Should You Wax Your Car Wet or Dry?

Waxing car

What’s the best way to apply car wax? Your approach makes a huge difference in the appearance of your vehicle and the longevity of its shine. Here are a few tips to get the most out of the next waxing.

Dry Your Car Before Waxing

While skipping drying will cut down on the initial time you spend caring for your vehicle, it’ll create more work later. Moisture acts as a barrier between the wax and your truck’s surface; if you try to apply wax before the vehicle is completely dry, it won’t adhere. The results will be patchy and won’t last. In the end, you’ll have to reapply the wax sooner.

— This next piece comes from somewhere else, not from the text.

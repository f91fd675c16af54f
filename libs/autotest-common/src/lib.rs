pub mod redis;
pub mod types;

Instead, dry your car beforehand. You can do this with microfiber towels or letting the water evaporate naturally.

Park Your Vehicle in the Shade

Wax applies best to a cool surface out of direct sunlight. Heat makes the wax dry too quickly, interfering with adhesion and making removal difficult.

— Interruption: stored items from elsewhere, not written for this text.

#[cfg(test)]
#[path = "status_test.rs"]
mod status_test;

use std::collections::BTreeMap;

use serde::{Deserialize, Serialize};

use crate::component::{Component, Lifecycle};

/// Lifecycle state for every known component.
///
/// Every member of [`Component::ALL`] is always present; entries start as
/// [`Lifecycle::Unknown`].
#[derive(Clone, Debug, PartialEq, Eq, Serialize, Deserialize)]
#[serde(transparent)]
pub struct StatusTable {
    entries: BTreeMap<Component, Lifecycle>,
}

impl Default for StatusTable {
    fn default() -> Self {
        Self::new()
    }
}

impl StatusTable {
    #[must_use]
    pub fn new() -> Self {
        let entries = Component::ALL
            .into_iter()
            .map(|c| (c, Lifecycle::Unknown))
            .collect();
        Self { entries }
    }

    /// Set `component` to `state`, returning the previous state.
    pub fn set(&mut self, component: Component, state: Lifecycle) -> Lifecycle {
        self.entries.insert(component, state).unwrap_or_default()
    }

    #[must_use]
    pub fn get(&self, component: Component) -> Lifecycle {
        self.entries.get(&component).copied().unwrap_or_default()
    }

    pub fn iter(&self) -> impl Iterator<Item = (Component, Lifecycle)> + '_ {
        self.entries.iter().map(|(c, s)| (*c, *s))
    }

    /// Worst state across all components: any `error` wins, then `loading`.
    #[must_use]
    pub fn aggregate(&self) -> Lifecycle {
        let mut worst = Lifecycle::Ok;
        for (_, state) in self.iter() {
            match state {
                Lifecycle::Error => return Lifecycle::Error,
                Lifecycle::Loading => worst = Lifecycle::Loading,
                Lifecycle::Unknown | Lifecycle::Ok => {}
            }
        }
        worst
    }

    /// JSON object keyed by component name, as persisted under
    /// [`crate::STATUS_KEY`].
    ///
    /// # Errors
    ///
    /// Returns an error if serialization fails.
    pub fn to_json(&self) -> Result<String, serde_json::Error> {
        serde_json::to_string(self)
    }
}
//! List of in-progress missions with progress bars.

use leptos::prelude::*;
use shell::component::Component;

use crate::state::catalog::active_missions;
use crate::state::home::HomeState;

#[component]
pub fn ActiveMissions() -> impl IntoView {
    super::status_on_mount(Component::ActiveMissions);

    let home = expect_context::<RwSignal<HomeState>>();

    view! {
        <aside class="active-missions">
            <h2 class="active-missions__title">"Active Missions"</h2>
            <ul class="active-missions__list">
                {active_missions()
                    .map(|mission| {
                        let id = mission.id;
                        view! {
                            <li class="active-missions__row" on:click=move |_| home.update(|h| h.focus_mission(id))>
                                <span class="active-missions__name">{mission.codename}</span>
                                <span class="active-missions__bar">
                                    <span class="active-missions__fill" style:width=format!("{}%", mission.progress)></span>
                                </span>
                                <span class="active-missions__pct">{format!("{}%", mission.progress)}</span>
                            </li>
                        }
                    })
                    .collect::<Vec<_>>()}
            </ul>
        </aside>
    }
}
use super::*;

#[test]
fn format_clock_midnight() {
    assert_eq!(format_clock(0), "00:00:00");
}

#[test]
fn format_clock_wraps_days() {
    let ms = (86_400 + 3 * 3600 + 4 * 60 + 5) * 1000 + 999;
    assert_eq!(format_clock(ms), "03:04:05");
}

For best results, you should park in a shady spot or a garage before applying wax. If you let your truck air dry, wait for the surface to cool before waxing. While a tree-lined driveway can work in a pinch, waxing your car indoors is the best option. It decreases the risk of bugs, dirt and other debris blowing onto the freshly applied wax and messing up your hard work.

Wash Your Truck First

You don’t want to wax a wet truck, but waxing a dirty truck may be even worse. Even if your vehicle doesn’t look dirty, there can be specks of dirt hanging out on the surface. If you apply wax over them, you risk scratching the paint, which makes the truck vulnerable to rust.

Dirt also makes it difficult for the wax to grasp the paint. Therefore, you need to thoroughly wash the car, preferably by hand. That way, you can work on any stubborn bits that need extra attention.

Use the Right Tools

The quality of the microfiber cloths, chamois and applicators you use makes a huge difference in the effectiveness of waxing. Applicators should be supple and soft to ensure even application with no scratches. While you don’t need to use a new buffer pad every time you wax, the pad should be clean, with no lingering dried wax. Using a Car Polisher can help ensure an even application and superior shine.

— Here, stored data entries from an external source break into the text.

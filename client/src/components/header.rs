//! Top header bar: system title, live clock, health light, and operator.

#[cfg(test)]
#[path = "header_test.rs"]
mod header_test;

use leptos::prelude::*;
use shell::component::{Component, Lifecycle};
use shell::reporter::Reporter;

use crate::state::session::SessionState;
#[cfg(feature = "csr")]
use crate::util::browser;

/// Format epoch milliseconds as a UTC `HH:MM:SS` clock.
#[must_use]
pub fn format_clock(epoch_ms: u64) -> String {
    let secs = (epoch_ms / 1000) % 86_400;
    format!("{:02}:{:02}:{:02}", secs / 3600, (secs / 60) % 60, secs % 60)
}

#[component]
pub fn Header() -> impl IntoView {
    super::status_on_mount(Component::Header);

    let session = expect_context::<RwSignal<SessionState>>();
    let reporter = expect_context::<Reporter>();
    let now = RwSignal::new(reporter.now_ms());

    #[cfg(feature = "csr")]
    let ticker = reporter.clone();
    #[cfg(feature = "csr")]
    leptos::task::spawn_local(async move {
        loop {
            browser::sleep_ms(1_000).await;
            if now.try_set(ticker.now_ms()).is_some() {
                break;
            }
        }
    });

    // Re-read on every clock tick so the light follows widget failures.
    let health = move || {
        now.track();
        match reporter.status_table().aggregate() {
            Lifecycle::Error => "header__health header__health--error",
            Lifecycle::Loading => "header__health header__health--loading",
            Lifecycle::Ok | Lifecycle::Unknown => "header__health header__health--ok",
        }
    };

    view! {
        <div class="header">
            <span class="header__title">"TITAN OS"</span>
            <span class="header__spacer"></span>
            <span class="header__clock">{move || format!("{} UTC", format_clock(now.get()))}</span>
            <span class=health title="System health"></span>
            <span class="header__operator">{move || session.get().display_name().to_owned()}</span>
        </div>
    }
}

Similarly, the chamois or microfiber cloth you use for buffing should be clean. It’s essential to use one of these options, as a regular towel is too coarse. Buffing should be relatively easy if you applied a thin coat of wax. If you have to use a lot of pressure to wipe off the film, you used too much. While this won’t necessarily hurt your vehicle, it’s a waste of wax and will make what should be the easiest step more difficult.

Waxing your vehicle takes some elbow grease, but it protects the paint job from dirt, sunlight and rain. It’s simple enough to do at home, as all you need are a sprayer, wax and microfiber cloths. Once you’ve set up, you can easily wax your car in a few hours.